> [TASK DESCRIPTION] A word-for-word restatement of all the records is the required answer.

> [Saved data entries]

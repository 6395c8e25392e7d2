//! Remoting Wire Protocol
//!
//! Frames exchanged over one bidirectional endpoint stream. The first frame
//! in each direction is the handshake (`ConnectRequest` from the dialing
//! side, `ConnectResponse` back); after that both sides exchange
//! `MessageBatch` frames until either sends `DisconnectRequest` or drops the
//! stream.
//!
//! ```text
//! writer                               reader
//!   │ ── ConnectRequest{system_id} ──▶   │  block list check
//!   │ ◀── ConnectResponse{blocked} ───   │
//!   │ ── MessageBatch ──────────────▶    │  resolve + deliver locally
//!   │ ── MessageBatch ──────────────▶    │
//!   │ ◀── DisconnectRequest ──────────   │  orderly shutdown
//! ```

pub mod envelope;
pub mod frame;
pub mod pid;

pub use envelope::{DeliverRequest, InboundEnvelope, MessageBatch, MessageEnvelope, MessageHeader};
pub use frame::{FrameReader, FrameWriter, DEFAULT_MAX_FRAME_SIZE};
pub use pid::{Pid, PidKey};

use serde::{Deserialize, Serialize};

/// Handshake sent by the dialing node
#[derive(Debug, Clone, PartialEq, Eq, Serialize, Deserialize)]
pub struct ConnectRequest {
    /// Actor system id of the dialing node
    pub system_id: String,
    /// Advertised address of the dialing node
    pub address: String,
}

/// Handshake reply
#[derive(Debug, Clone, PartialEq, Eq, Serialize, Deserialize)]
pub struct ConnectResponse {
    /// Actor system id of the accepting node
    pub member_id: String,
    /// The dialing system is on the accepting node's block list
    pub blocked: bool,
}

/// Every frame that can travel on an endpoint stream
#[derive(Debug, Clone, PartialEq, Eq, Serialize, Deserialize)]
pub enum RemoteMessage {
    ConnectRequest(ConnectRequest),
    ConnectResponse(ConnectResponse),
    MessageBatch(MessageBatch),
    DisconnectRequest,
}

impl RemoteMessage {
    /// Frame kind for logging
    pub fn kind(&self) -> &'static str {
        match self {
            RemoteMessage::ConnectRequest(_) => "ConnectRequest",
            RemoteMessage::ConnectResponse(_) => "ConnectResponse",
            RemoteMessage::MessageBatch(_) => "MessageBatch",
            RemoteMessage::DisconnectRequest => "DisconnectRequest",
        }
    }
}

> [OUTPUT]
repository 6395c8e25392e7d2
//! Remoting Wire Protocol
//!
//! Frames exchanged over one bidirectional endpoint stream. The first frame
//! in each direction is the handshake (`ConnectRequest` from the dialing
//! side, `ConnectResponse` back); after that both sides exchange
//! `MessageBatch` frames until either sends `DisconnectRequest` or drops the
//! stream.
//!
//! ```text
//! writer                               reader
//!   │ ── ConnectRequest{system_id} ──▶   │  block list check
//!   │ ◀── ConnectResponse{blocked} ───   │
//!   │ ── MessageBatch ──────────────▶    │  resolve + deliver locally
//!   │ ── MessageBatch ──────────────▶    │
//!   │ ◀── DisconnectRequest ──────────   │  orderly shutdown
//! ```

pub mod envelope;
pub mod frame;
pub mod pid;

pub use envelope::{DeliverRequest, InboundEnvelope, MessageBatch, MessageEnvelope, MessageHeader};
pub use frame::{FrameReader, FrameWriter, DEFAULT_MAX_FRAME_SIZE};
pub use pid::{Pid, PidKey};

use serde::{Deserialize, Serialize};

/// Handshake sent by the dialing node
#[derive(Debug, Clone, PartialEq, Eq, Serialize, Deserialize)]
pub struct ConnectRequest {
    /// Actor system id of the dialing node
    pub system_id: String,
    /// Advertised address of the dialing node
    pub address: String,
}

/// Handshake reply
#[derive(Debug, Clone, PartialEq, Eq, Serialize, Deserialize)]
pub struct ConnectResponse {
    /// Actor system id of the accepting node
    pub member_id: String,
    /// The dialing system is on the accepting node's block list
    pub blocked: bool,
}

/// Every frame that can travel on an endpoint stream
#[derive(Debug, Clone, PartialEq, Eq, Serialize, Deserialize)]
pub enum RemoteMessage {
    ConnectRequest(ConnectRequest),
    ConnectResponse(ConnectResponse),
    MessageBatch(MessageBatch),
    DisconnectRequest,
}

impl RemoteMessage {
    /// Frame kind for logging
    pub fn kind(&self) -> &'static str {
        match self {
            RemoteMessage::ConnectRequest(_) => "ConnectRequest",
            RemoteMessage::ConnectResponse(_) => "ConnectResponse",
            RemoteMessage::MessageBatch(_) => "MessageBatch",
            RemoteMessage::DisconnectRequest => "DisconnectRequest",
        }
    }
}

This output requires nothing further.